From Clinton to Gillibrand, Research Shows We See Female Politicians As ... Not That Feminine

What would you say the main differences are between Hillary Clinton and a female bank teller? What about between Condoleezza Rice and a female chef? Nancy Pelosi and a female publicist? Kelly Ayotte and a female astrophysicist? Or, Kirsten Gillibrand and a female neurosurgeon?

If you answered that the female politicians are less likely to be perceived as possessing stereotypical female traits, you might be right.

In a recent study, “Measuring Stereotypes of Female Politicians,” published in Political Psychology, political scientists Monica C. Schneider and Angela L. Bos argue that female politicians are more likely to be perceived as lacking traditional female traits. And, rather than being viewed as possessing different character traits (i.e. those stereotypically found in strong leaders and/or traits thought of as traditionally masculine), they are also viewed as lacking stereotypical masculine traits such as ambition, motivation, and charisma.
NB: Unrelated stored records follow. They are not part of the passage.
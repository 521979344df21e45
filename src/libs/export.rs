//! Bulk export and import of the task collection.
//!
//! Export writes every task (completed and archived included) as a pretty
//! printed JSON array with all fields named. Import reads a document of the
//! same shape and merges it into the store:
//!
//! - a task whose id already exists is skipped, the stored task wins
//! - a task with a new id is inserted as-is, keeping its id and `created_at`
//! - the whole document is checked before anything is written, so a bad
//!   document leaves the store untouched
//!
//! ## Usage
//!
//! ```rust,no_run
//! use taskforge::db::tasks::Tasks;
//! use taskforge::libs::export::{Exporter, Importer};
//! use std::path::PathBuf;
//!
//! let mut tasks = Tasks::open("tasks.json")?;
//! let exporter = Exporter::new(Some(PathBuf::from("backup.json")));
//! exporter.export(&tasks)?;
//!
//! let summary = Importer::new("backup.json").import(&mut tasks)?;
//! assert_eq!(summary.imported, 0);
//! # Ok::<(), taskforge::libs::error::TaskError>(())
//! ```

use crate::{
    db::{db::write_json_atomic, tasks::Tasks},
    libs::{
        error::{Result, TaskError},
        messages::Message,
        task::Task,
    },
};
use chrono::Local;
use serde_json::Value;
use std::collections::HashSet;
use std::fs;
use std::path::{Path, PathBuf};

/// Writes the task collection to a JSON file.
pub struct Exporter {
    output_path: PathBuf,
}

impl Exporter {
    /// Uses `output_path`, or `taskforge_export_YYYYMMDD_HHMMSS.json` in the
    /// current directory when none is given.
    pub fn new(output_path: Option<PathBuf>) -> Self {
        let output_path = output_path.unwrap_or_else(default_export_path);
        Self { output_path }
    }

    pub fn output_path(&self) -> &Path {
        &self.output_path
    }

    /// Writes every task and returns how many were written.
    pub fn export(&self, tasks: &Tasks) -> Result<usize> {
        write_json_atomic(&self.output_path, tasks.all())?;
        tracing::debug!("{}", Message::ExportCompleted(tasks.len(), self.output_path.display().to_string()));
        Ok(tasks.len())
    }
}

fn default_export_path() -> PathBuf {
    PathBuf::from(format!("taskforge_export_{}.json", Local::now().format("%Y%m%d_%H%M%S")))
}

/// Counts reported after a successful import.
#[derive(Debug, Clone, Copy, Default, PartialEq, Eq)]
pub struct ImportSummary {
    pub imported: usize,
    pub skipped: usize,
}

/// Merges tasks from an exported JSON file into a store.
pub struct Importer {
    input_path: PathBuf,
}

impl Importer {
    pub fn new(input_path: impl Into<PathBuf>) -> Self {
        Self {
            input_path: input_path.into(),
        }
    }

    pub fn input_path(&self) -> &Path {
        &self.input_path
    }

    /// Validates the whole document, then inserts the tasks with unknown ids
    /// in one write.
    pub fn import(&self, tasks: &mut Tasks) -> Result<ImportSummary> {
        let incoming = self.read()?;
        let total = incoming.len();

        let fresh: Vec<Task> = incoming.into_iter().filter(|task| !tasks.contains(&task.id)).collect();
        let summary = ImportSummary {
            imported: fresh.len(),
            skipped: total - fresh.len(),
        };

        if !fresh.is_empty() {
            tasks.insert_many(fresh)?;
        }
        tracing::debug!(
            "{}",
            Message::ImportCompleted(summary.imported, summary.skipped, self.input_path.display().to_string())
        );
        Ok(summary)
    }

    /// Parses and checks the document without touching any store.
    pub fn read(&self) -> Result<Vec<Task>> {
        let content = fs::read_to_string(&self.input_path)?;
        parse_document(&content).map_err(|reason| TaskError::ImportFormat {
            path: self.input_path.clone(),
            reason,
        })
    }
}

fn parse_document(content: &str) -> std::result::Result<Vec<Task>, Message> {
    let document: Value = serde_json::from_str(content).map_err(|e| Message::ImportMalformed(e.to_string()))?;
    let Value::Array(items) = document else {
        return Err(Message::ImportMalformed("expected a JSON array of tasks".to_string()));
    };

    let mut seen = HashSet::new();
    let mut parsed = Vec::with_capacity(items.len());
    for (index, item) in items.into_iter().enumerate() {
        let task: Task = serde_json::from_value(item).map_err(|e| Message::ImportInvalidTask(index, e.to_string()))?;
        task.validate().map_err(|e| Message::ImportInvalidTask(index, e.to_string()))?;
        if !seen.insert(task.id.clone()) {
            return Err(Message::ImportDuplicateId(task.id));
        }
        parsed.push(task);
    }
    Ok(parsed)
}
In contrast, the study found that male politicians are more likely to be described as possessing the same  traits of men in general.
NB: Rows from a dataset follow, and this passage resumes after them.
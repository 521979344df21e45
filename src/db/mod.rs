//! Persistence layer for taskforge.
//!
//! The whole task collection lives in one JSON document. [`db::Db`] owns the
//! file format and the atomic rewrite; [`tasks::Tasks`] is the in-memory
//! collection with identifier resolution and insert/update/remove, saving
//! after every change.
//!
//! ## Usage
//!
//! ```rust,no_run
//! use taskforge::db::tasks::Tasks;
//!
//! let tasks = Tasks::open("tasks.json")?;
//! let task = tasks.resolve("202505")?;
//! println!("{}", task.title);
//! # Ok::<(), taskforge::libs::error::TaskError>(())
//! ```
//!
//! ## File Format
//!
//! ```json
//! [
//!   {
//!     "id": "20250520170000123",
//!     "title": "Pay electricity bill",
//!     "description": null,
//!     "priority": "urgent",
//!     "due": "2025-05-21T17:00:00",
//!     "tags": ["bills", "home"],
//!     "completed": false,
//!     "completed_at": null,
//!     "archived": false,
//!     "archived_at": null,
//!     "attachments": [],
//!     "created_at": "2025-05-20T17:00:00.123"
//!   }
//! ]
//! ```

pub mod db;
pub mod tasks;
By looking at the chart from their study below, it's clear that the ways we view women in general vs. women in politics couldn’t be more different:

While women in general are more likely to be described as “feminine,” “caring,” or “compassionate,” female politicians were significantly less likely to be described as such. And, some of the strongest differences in the way our society views women in general vs. female politicians lies — not surprisingly — in how we describe them physically. While 95.7% of respondents used the trait “beautiful,” 87.0% used “pretty,” and 84.8% used “gorgeous” to describe women in general, only 11.8%, 5.9%, and 0.0% of the respondents used “beautiful,” “pretty,” and “gorgeous” to describe female politicians respectively.  
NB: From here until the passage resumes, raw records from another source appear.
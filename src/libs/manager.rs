//! Task operations built on the store and the query engine.
//!
//! [`TaskManager`] is what the command layer talks to. Each operation
//! resolves its target through [`Tasks::resolve`], applies the change to a
//! copy of the task, and hands it back to the store, which persists before
//! the call returns. Errors leave the store untouched.
//!
//! ## Usage
//!
//! ```rust,no_run
//! use taskforge::libs::manager::TaskManager;
//! use taskforge::libs::task::{NewTask, Priority};
//!
//! let mut manager = TaskManager::open("tasks.json")?;
//! let task = manager.add(NewTask::new("Pay electricity bill"))?;
//! manager.prioritize(&task.id, Some(Priority::Urgent), false)?;
//! manager.snooze(&task.id, "1d2h")?;
//! # Ok::<(), taskforge::libs::error::TaskError>(())
//! ```

use crate::db::tasks::Tasks;
use crate::libs::{
    error::Result,
    identifier::generate_id,
    parse::{end_of_day, parse_duration},
    query::{self, ListFilter, Upcoming},
    task::{Attachment, CopyOptions, NewTask, Priority, Task, TaskPatch},
};
use chrono::{Duration, Local, NaiveDateTime};
use std::path::{Path, PathBuf};

/// Source of the current time, replaceable in tests.
pub type Clock = fn() -> NaiveDateTime;

fn local_now() -> NaiveDateTime {
    Local::now().naive_local()
}

fn demo_task(title: &str, description: Option<&str>, priority: Priority, due: Option<NaiveDateTime>, tags: &[&str]) -> NewTask {
    NewTask {
        title: title.to_string(),
        description: description.map(str::to_string),
        priority,
        due,
        tags: tags.iter().map(|tag| tag.to_string()).collect(),
    }
}

/// Result of an idempotent toggle: the task and whether it actually changed.
#[derive(Debug, Clone, PartialEq)]
pub struct Toggled {
    pub task: Task,
    pub changed: bool,
}

/// Result of a snooze, with the due date before the change.
#[derive(Debug, Clone, PartialEq)]
pub struct Snoozed {
    pub task: Task,
    pub previous_due: Option<NaiveDateTime>,
}

/// Result of a priority change, with the level before the change.
#[derive(Debug, Clone, PartialEq)]
pub struct Reprioritized {
    pub task: Task,
    pub previous: Priority,
}

pub struct TaskManager {
    tasks: Tasks,
    clock: Clock,
}

impl TaskManager {
    /// Opens the store at `path` using the local wall clock.
    pub fn open(path: impl Into<PathBuf>) -> Result<Self> {
        Ok(Self::new(Tasks::open(path)?))
    }

    pub fn new(tasks: Tasks) -> Self {
        Self::with_clock(tasks, local_now)
    }

    pub fn with_clock(tasks: Tasks, clock: Clock) -> Self {
        Self { tasks, clock }
    }

    pub fn tasks(&self) -> &Tasks {
        &self.tasks
    }

    pub fn tasks_mut(&mut self) -> &mut Tasks {
        &mut self.tasks
    }

    pub fn now(&self) -> NaiveDateTime {
        (self.clock)()
    }

    /// Creates a task with a newly generated id.
    pub fn add(&mut self, draft: NewTask) -> Result<Task> {
        let now = self.now();
        let task = Task::new(self.tasks.next_id(now), draft, now)?;
        self.tasks.insert(task.clone())?;
        Ok(task)
    }

    /// Returns the task identified by `id_or_prefix`.
    pub fn info(&self, id_or_prefix: &str) -> Result<Task> {
        self.tasks.resolve(id_or_prefix).cloned()
    }

    /// Applies only the fields set in `patch`.
    pub fn edit(&mut self, id_or_prefix: &str, patch: &TaskPatch) -> Result<Task> {
        let mut task = self.info(id_or_prefix)?;
        if task.apply(patch)? {
            self.tasks.update(task.clone())?;
        }
        Ok(task)
    }

    pub fn complete(&mut self, id_or_prefix: &str) -> Result<Toggled> {
        let now = self.now();
        self.toggle(id_or_prefix, |task| task.complete(now))
    }

    pub fn uncomplete(&mut self, id_or_prefix: &str) -> Result<Toggled> {
        self.toggle(id_or_prefix, Task::uncomplete)
    }

    /// Removes the task permanently. Any confirmation happens before this call.
    pub fn delete(&mut self, id_or_prefix: &str) -> Result<Task> {
        let id = self.tasks.resolve(id_or_prefix)?.id.clone();
        self.tasks.remove(&id)
    }

    pub fn archive(&mut self, id_or_prefix: &str) -> Result<Task> {
        let now = self.now();
        let mut task = self.info(id_or_prefix)?;
        task.archive(now)?;
        self.tasks.update(task.clone())?;
        Ok(task)
    }

    pub fn restore(&mut self, id_or_prefix: &str) -> Result<Task> {
        let mut task = self.info(id_or_prefix)?;
        task.restore()?;
        self.tasks.update(task.clone())?;
        Ok(task)
    }

    /// Creates a pending, active duplicate under a new id.
    pub fn copy(&mut self, id_or_prefix: &str, options: &CopyOptions) -> Result<Task> {
        let now = self.now();
        let source = self.info(id_or_prefix)?;
        let copy = source.duplicate(self.tasks.next_id(now), now, options);
        self.tasks.insert(copy.clone())?;
        Ok(copy)
    }

    /// Moves the due date by a `<N>d<N>h<N>m` expression.
    pub fn snooze(&mut self, id_or_prefix: &str, expression: &str) -> Result<Snoozed> {
        let by = parse_duration(expression)?;
        self.snooze_by(id_or_prefix, by)
    }

    pub fn snooze_by(&mut self, id_or_prefix: &str, by: Duration) -> Result<Snoozed> {
        let now = self.now();
        let mut task = self.info(id_or_prefix)?;
        let previous_due = task.due;
        task.snooze(by, now)?;
        self.tasks.update(task.clone())?;
        Ok(Snoozed { task, previous_due })
    }

    /// Sets `priority`, or bumps one level when only `bump` is given.
    pub fn prioritize(&mut self, id_or_prefix: &str, priority: Option<Priority>, bump: bool) -> Result<Reprioritized> {
        let mut task = self.info(id_or_prefix)?;
        let previous = task.priority;
        task.reprioritize(priority, bump)?;
        if task.priority != previous {
            self.tasks.update(task.clone())?;
        }
        Ok(Reprioritized { task, previous })
    }

    /// Records a reference to `path`; the file itself is not read.
    pub fn attach(&mut self, id_or_prefix: &str, path: &Path) -> Result<Task> {
        let attachment = Attachment::from_path(path)?;
        let mut task = self.info(id_or_prefix)?;
        task.attachments.push(attachment);
        self.tasks.update(task.clone())?;
        Ok(task)
    }

    pub fn list(&self, filter: &ListFilter) -> Vec<&Task> {
        query::list(self.tasks.all(), filter)
    }

    pub fn upcoming(&self, within: Option<Duration>) -> Vec<Upcoming<'_>> {
        query::upcoming(self.tasks.all(), self.now(), within)
    }

    /// Replaces the whole store with a small set of example tasks.
    ///
    /// The new set is written in one go; if that write fails the previous
    /// tasks stay in place.
    pub fn seed_demo(&mut self) -> Result<Vec<Task>> {
        let now = self.now();

        let drafts = [
            demo_task(
                "Complete TaskForge project",
                Some("Implement all features for the TaskForge CLI application"),
                Priority::High,
                Some(end_of_day(now.date())),
                &["coding", "project"],
            ),
            demo_task("Buy groceries", Some("Milk, eggs, bread, fruits"), Priority::Medium, None, &["shopping", "home"]),
            demo_task("Pay electricity bill", None, Priority::Urgent, now.checked_add_signed(Duration::days(1)), &["bills", "home"]),
            demo_task("Call mom", None, Priority::Low, None, &["personal"]),
        ];

        let mut seeded: Vec<Task> = Vec::with_capacity(drafts.len());
        for draft in drafts {
            let id = generate_id(now, |id| seeded.iter().any(|task| task.id == id));
            seeded.push(Task::new(id, draft, now)?);
        }
        self.tasks.replace_all(seeded.clone())?;
        Ok(seeded)
    }

    fn toggle<F>(&mut self, id_or_prefix: &str, change: F) -> Result<Toggled>
    where
        F: FnOnce(&mut Task) -> bool,
    {
        let mut task = self.info(id_or_prefix)?;
        let changed = change(&mut task);
        if changed {
            self.tasks.update(task.clone())?;
        }
        Ok(Toggled { task, changed })
    }
}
Additionally, respondents failed to provide a consistent sample of traits that they would strongly associate with female politicians. “Voters…have ill-defined ideas about what it means to be a female politician,” according to the study, despite an increase in the number of highly visible female politicians in recent decades. Male politicians, in contrast, were consistently described as “educated,” “driven,” “well spoken,” and “ambitious,” by the majority of respondents. 

What does it mean that as a society we do not have a clear vision of what traits most strongly define a female politician? What opportunities does this create for women to define themselves as politicians? And, what hurdles does it place in their way?